1. Kentucky.com: “Biblical theme park couldn't pass up Ky. Offer

Ark Encounter sails forward in Kentucky.

[Editor’s Note: This news item has been updated as of February 16, 2012, to reflect the current status of the Ark Encounter project.]

As reported nationwide this past week in a syndicated Associated Press article picked up by dozens of newspapers and websites, the Ark Encounter themed attraction is tentatively scheduled to break ground in a few weeks.

In addition to a full-size Noah’s Ark, the Ark Encounter has planned other phases that include a replica of the Tower of Babel, a first-century village, and other attractions. Designed by Answers in Genesis (host of this News to Note feature), most of the Ark Encounter will be financed by private equity in an LLC, while the cost of the Ark itself will be funded by AiG through donations and boarding pass sales. Thanks to Kentucky’s excellent program of tax incentives designed to promote the development of tourism in the state, the project will be located in the northern part of the state and in the same region as AiG’s Creation Museum.

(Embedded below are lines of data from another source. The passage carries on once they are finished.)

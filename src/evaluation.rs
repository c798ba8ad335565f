use crate::client::{Answerer, Judge};
use crate::models::{
    CategoryStatistics, DatasetItem, EvaluationRecord, ModelAnswer, RunOutcome, RunSummary,
    Verdict,
};
use indicatif::ProgressBar;
use std::collections::{BTreeMap, HashMap};
use std::time::Duration;
use tokio::time::sleep;
use tracing::{debug, warn};

/// Category name used for records without one
const UNCATEGORIZED: &str = "uncategorized";

/// Sequential evaluation loop: answer, judge, record, pause
pub struct Evaluator<'a, A, J> {
    answerer: &'a A,
    judge: &'a J,
    /// Pause between consecutive items
    delay: Duration,
    progress: ProgressBar,
}

impl<'a, A: Answerer, J: Judge> Evaluator<'a, A, J> {
    pub fn new(answerer: &'a A, judge: &'a J, delay: Duration) -> Self {
        Self {
            answerer,
            judge,
            delay,
            progress: ProgressBar::hidden(),
        }
    }

    /// Report per-item progress on the given bar
    pub fn with_progress(mut self, progress: ProgressBar) -> Self {
        self.progress = progress;
        self
    }

    /// Evaluate every item in order.
    ///
    /// Items with a blank question or reference answer are skipped. A failure
    /// on one item is recorded in its record and never stops the run.
    pub async fn run(&self, items: &[DatasetItem]) -> RunOutcome {
        let mut outcome = RunOutcome::default();
        let total_items = items.len();

        for (index, item) in items.iter().enumerate() {
            if item.question.trim().is_empty() || item.answer.trim().is_empty() {
                debug!(id = %item.id, "Skipping item without question or reference answer");
                self.progress.inc(1);
                continue;
            }

            debug!(
                id = %item.id,
                "Evaluating item {}/{}",
                index + 1,
                total_items
            );
            let record = self.evaluate_item(item).await;
            outcome.total_score += u64::from(record.score());
            outcome.records.push(record);
            self.progress.inc(1);

            if index + 1 < total_items && !self.delay.is_zero() {
                sleep(self.delay).await;
            }
        }

        self.progress.finish();
        outcome
    }

    /// Answer and judge a single item, absorbing both kinds of failure
    pub async fn evaluate_item(&self, item: &DatasetItem) -> EvaluationRecord {
        let answer = match self.answerer.answer(&item.question).await {
            Ok(text) => ModelAnswer::Answered(text),
            Err(e) => {
                warn!(id = %item.id, error = %e, "Error getting response from model under test");
                ModelAnswer::Failed {
                    reason: e.to_string(),
                }
            }
        };

        let verdict = match self
            .judge
            .judge(&item.question, &item.answer, answer.text())
            .await
        {
            Ok(judgement) => Verdict::Scored {
                score: judgement.score,
                justification: judgement.justification,
            },
            Err(e) => {
                warn!(id = %item.id, error = %e, "Error during judging");
                Verdict::Failed {
                    reason: e.to_string(),
                }
            }
        };

        EvaluationRecord::new(item, answer, verdict)
    }
}

/// Mean score over all records, judging failures counted as zero.
/// Returns `None` when there are no records.
pub fn average_score(outcome: &RunOutcome) -> Option<f64> {
    if outcome.records.is_empty() {
        return None;
    }
    Some(outcome.total_score as f64 / outcome.count() as f64)
}

/// Aggregate a finished run into the figures printed at the end
pub fn summarize(label: &str, outcome: &RunOutcome) -> RunSummary {
    let mut distribution = [0usize; 6];
    for record in &outcome.records {
        distribution[usize::from(record.score())] += 1;
    }

    RunSummary {
        label: label.to_string(),
        evaluated: outcome.count(),
        average_score: average_score(outcome),
        answer_failures: outcome
            .records
            .iter()
            .filter(|r| r.answer.is_failure())
            .count(),
        judge_failures: outcome
            .records
            .iter()
            .filter(|r| r.verdict.is_failure())
            .count(),
        distribution,
        categories: calculate_category_statistics(&outcome.records),
    }
}

/// Calculate mean, median and mode of the scores in each category
pub fn calculate_category_statistics(
    records: &[EvaluationRecord],
) -> BTreeMap<String, CategoryStatistics> {
    let mut by_category: BTreeMap<String, Vec<u8>> = BTreeMap::new();
    for record in records {
        let category = record
            .category
            .clone()
            .unwrap_or_else(|| UNCATEGORIZED.to_string());
        by_category.entry(category).or_default().push(record.score());
    }

    by_category
        .into_iter()
        .map(|(category, scores)| {
            let stats = CategoryStatistics {
                count: scores.len(),
                mean: calculate_mean(&scores),
                median: calculate_median(&scores),
                mode: calculate_mode(&scores),
            };
            (category, stats)
        })
        .collect()
}

fn calculate_mean(scores: &[u8]) -> f64 {
    if scores.is_empty() {
        return 0.0;
    }
    let sum: u64 = scores.iter().map(|&s| u64::from(s)).sum();
    sum as f64 / scores.len() as f64
}

fn calculate_median(scores: &[u8]) -> f64 {
    if scores.is_empty() {
        return 0.0;
    }
    let mut sorted = scores.to_vec();
    sorted.sort_unstable();

    let mid = sorted.len() / 2;
    if sorted.len() % 2 == 0 {
        (f64::from(sorted[mid - 1]) + f64::from(sorted[mid])) / 2.0
    } else {
        f64::from(sorted[mid])
    }
}

/// Most frequent score, the lowest one on ties
fn calculate_mode(scores: &[u8]) -> u8 {
    let mut frequency: HashMap<u8, usize> = HashMap::new();
    for &score in scores {
        *frequency.entry(score).or_insert(0) += 1;
    }

    frequency
        .into_iter()
        .max_by(|(a_score, a_count), (b_score, b_count)| {
            a_count.cmp(b_count).then(b_score.cmp(a_score))
        })
        .map(|(score, _)| score)
        .unwrap_or(0)
}
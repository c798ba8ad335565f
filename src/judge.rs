use crate::error::JudgeError;
use crate::models::Judgement;
use serde_json::Value;

/// Build the judging prompt for one question.
///
/// The rubric weighs accuracy at 50%, cultural nuance at 30% and
/// completeness/relevance at 20%, and asks for a strict JSON reply.
pub fn build_judge_prompt(question: &str, reference_answer: &str, model_answer: &str) -> String {
    format!(
        r#"You are an expert evaluator for the Ugandan Cultural Context Benchmark (UCCB). Your task is to assess a model's generated answer based on a ground-truth reference answer.

**Evaluation Criteria:**
1.  **Accuracy (Weight: 50%):** Is the information factually correct and directly addressing the question?
2.  **Cultural Nuance (Weight: 30%):** Does the answer demonstrate an understanding of the specific Ugandan cultural context, including local terminology, social dynamics, and historical subtleties?
3.  **Completeness & Relevance (Weight: 20%):** Is the answer complete, on-topic, and free of irrelevant information?

**Scoring Rubric:**
- **Score 5 (Excellent):** The answer is fully accurate, demonstrates deep cultural nuance, and is perfectly relevant and complete. It is as good as or better than the reference answer.
- **Score 4 (Good):** The answer is factually correct and relevant but may lack some of the deeper cultural nuance or completeness of the reference answer.
- **Score 3 (Acceptable):** The answer is generally correct but contains minor inaccuracies or omissions. It understands the question but the answer is superficial.
- **Score 2 (Poor):** The answer contains significant factual inaccuracies or demonstrates a clear lack of cultural understanding. It may be only partially relevant.
- **Score 1 (Very Poor):** The answer is completely incorrect, irrelevant, or nonsensical.

**Task:**
Evaluate the "Generated Answer" for the given "Question" in comparison to the "Reference Answer". Provide your evaluation in a valid JSON format with two keys: "score" (an integer from 1 to 5) and "justification" (a brief explanation for your score).

---
**Question:**
{question}

**Reference Answer:**
{reference_answer}

**Generated Answer:**
{model_answer}
---

**Your JSON Evaluation:**
"#
    )
}

/// Parse the judge's reply into a score within 1..=5 and a justification
pub fn parse_judgement(content: &str) -> Result<Judgement, JudgeError> {
    let parsed = parse_json_response(content)?;

    let score = extract_score(&parsed)
        .ok_or_else(|| JudgeError::MissingScore(content.to_string()))?;
    if !(1..=5).contains(&score) {
        return Err(JudgeError::ScoreOutOfRange(score));
    }

    let justification = match parsed.get("justification").and_then(|j| j.as_str()) {
        Some(text) => text.to_string(),
        None => "No justification provided".to_string(),
    };

    Ok(Judgement {
        score: score as u8,
        justification,
    })
}

/// Parse JSON from the response, handling JSON wrapped in prose or fences
fn parse_json_response(content: &str) -> Result<Value, JudgeError> {
    match serde_json::from_str(content) {
        Ok(parsed) => Ok(parsed),
        Err(_) => try_extract_embedded_json(content),
    }
}

fn try_extract_embedded_json(content: &str) -> Result<Value, JudgeError> {
    let start = content
        .find('{')
        .ok_or_else(|| JudgeError::InvalidJson(content.to_string()))?;
    let end = content
        .rfind('}')
        .filter(|&end| end > start)
        .ok_or_else(|| JudgeError::InvalidJson(content.to_string()))?;

    serde_json::from_str(&content[start..=end])
        .map_err(|_| JudgeError::InvalidJson(content.to_string()))
}

/// Integers, integral floats and numeric strings are accepted
fn extract_score(parsed: &Value) -> Option<i64> {
    match parsed.get("score")? {
        Value::Number(number) => number.as_i64().or_else(|| {
            number
                .as_f64()
                .filter(|f| f.fract() == 0.0)
                .map(|f| f as i64)
        }),
        Value::String(text) => text.trim().parse().ok(),
        _ => None,
    }
}
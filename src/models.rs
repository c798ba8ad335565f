use serde::{Deserialize, Serialize};
use std::collections::BTreeMap;

/// Answer text recorded when the model under test could not be reached
pub const ANSWER_FAILURE_TEXT: &str = "Error: Could not generate a response.";

/// Score recorded when judging failed. Never produced by a successful verdict.
pub const JUDGE_FAILURE_SCORE: u8 = 0;

/// A validated question/answer pair from the benchmark dataset
#[derive(Debug, Clone, PartialEq, Eq, Serialize, Deserialize)]
pub struct DatasetItem {
    pub id: String,
    pub category: Option<String>,
    pub question: String,
    /// Ground-truth answer shipped with the dataset
    pub answer: String,
}

/// What the model under test produced for a question
#[derive(Debug, Clone, PartialEq, Eq)]
pub enum ModelAnswer {
    Answered(String),
    Failed { reason: String },
}

impl ModelAnswer {
    /// Text handed to the judge and written to the results file
    pub fn text(&self) -> &str {
        match self {
            ModelAnswer::Answered(text) => text,
            ModelAnswer::Failed { .. } => ANSWER_FAILURE_TEXT,
        }
    }

    pub fn is_failure(&self) -> bool {
        matches!(self, ModelAnswer::Failed { .. })
    }
}

/// Outcome of the judging step
#[derive(Debug, Clone, PartialEq, Eq)]
pub enum Verdict {
    /// `score` is always within 1..=5
    Scored { score: u8, justification: String },
    Failed { reason: String },
}

impl Verdict {
    pub fn score(&self) -> u8 {
        match self {
            Verdict::Scored { score, .. } => *score,
            Verdict::Failed { .. } => JUDGE_FAILURE_SCORE,
        }
    }

    pub fn justification(&self) -> String {
        match self {
            Verdict::Scored { justification, .. } => justification.clone(),
            Verdict::Failed { reason } => {
                format!("An error occurred during evaluation: {}", reason)
            }
        }
    }

    pub fn is_failure(&self) -> bool {
        matches!(self, Verdict::Failed { .. })
    }
}

/// Score and justification returned by a successful judge call
#[derive(Debug, Clone, PartialEq, Eq)]
pub struct Judgement {
    pub score: u8,
    pub justification: String,
}

/// One outcome row per evaluated dataset item
#[derive(Debug, Clone, PartialEq, Eq, Serialize)]
#[serde(into = "RecordRow")]
pub struct EvaluationRecord {
    pub id: String,
    pub category: Option<String>,
    pub question: String,
    pub reference_answer: String,
    pub answer: ModelAnswer,
    pub verdict: Verdict,
}

impl EvaluationRecord {
    pub fn new(item: &DatasetItem, answer: ModelAnswer, verdict: Verdict) -> Self {
        Self {
            id: item.id.clone(),
            category: item.category.clone(),
            question: item.question.clone(),
            reference_answer: item.answer.clone(),
            answer,
            verdict,
        }
    }

    pub fn score(&self) -> u8 {
        self.verdict.score()
    }
}

/// Flat shape of a record in the results file
#[derive(Debug, Serialize)]
struct RecordRow {
    id: String,
    category: Option<String>,
    question: String,
    reference_answer: String,
    model_answer: String,
    judge_score: u8,
    judge_justification: String,
}

impl From<EvaluationRecord> for RecordRow {
    fn from(record: EvaluationRecord) -> Self {
        Self {
            model_answer: record.answer.text().to_string(),
            judge_score: record.verdict.score(),
            judge_justification: record.verdict.justification(),
            id: record.id,
            category: record.category,
            question: record.question,
            reference_answer: record.reference_answer,
        }
    }
}

/// Result of driving the evaluation loop over a dataset
#[derive(Debug, Clone, Default)]
pub struct RunOutcome {
    /// Records in dataset order
    pub records: Vec<EvaluationRecord>,
    /// Sum of scores, judging failures counted as zero
    pub total_score: u64,
}

impl RunOutcome {
    pub fn count(&self) -> usize {
        self.records.len()
    }
}

/// Score statistics for one category
#[derive(Debug, Clone, PartialEq, Serialize)]
pub struct CategoryStatistics {
    pub count: usize,
    pub mean: f64,
    pub median: f64,
    pub mode: u8,
}

/// Aggregated figures printed at the end of a run
#[derive(Debug, Clone, PartialEq, Serialize)]
pub struct RunSummary {
    pub label: String,
    pub evaluated: usize,
    /// `None` when no record was produced
    pub average_score: Option<f64>,
    pub answer_failures: usize,
    pub judge_failures: usize,
    /// Number of records per score, index 0 holding judging failures
    pub distribution: [usize; 6],
    pub categories: BTreeMap<String, CategoryStatistics>,
}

While the AP article was accurate, it would have been more complete and less confusing to the reader if the piece explained the nature of the tax incentives. Most readers* will jump to a wrong conclusion that the Ark Encounter will take money from the state budget and thus is taxpayer funded. In reality, the only taxpayer involved is the person who chooses to visit the Ark and pays sales tax there (e.g., on tickets, food, etc.), and if the Ark reaches certain attendance milestones, then a part of the collected sales tax will be rebated to the Ark. In the end, the state will see added revenue because of the Ark Encounter’s presence in Kentucky, not only because of the sales tax it will retain, but also through the revenue generated by new businesses and new jobs the Ark will help create in the region. (See this article for details on the funding of the project: Feedback: Taxpayers Will Not Be Paying to Build the Ark Encounter.)

*Indeed, the very first posting to our hometown newspaper’s website which offered comment on this AP article revealed the confusion such a piece can create: “I also don't understand how public tax money can be used for the promotion of this kind of religious agenda.”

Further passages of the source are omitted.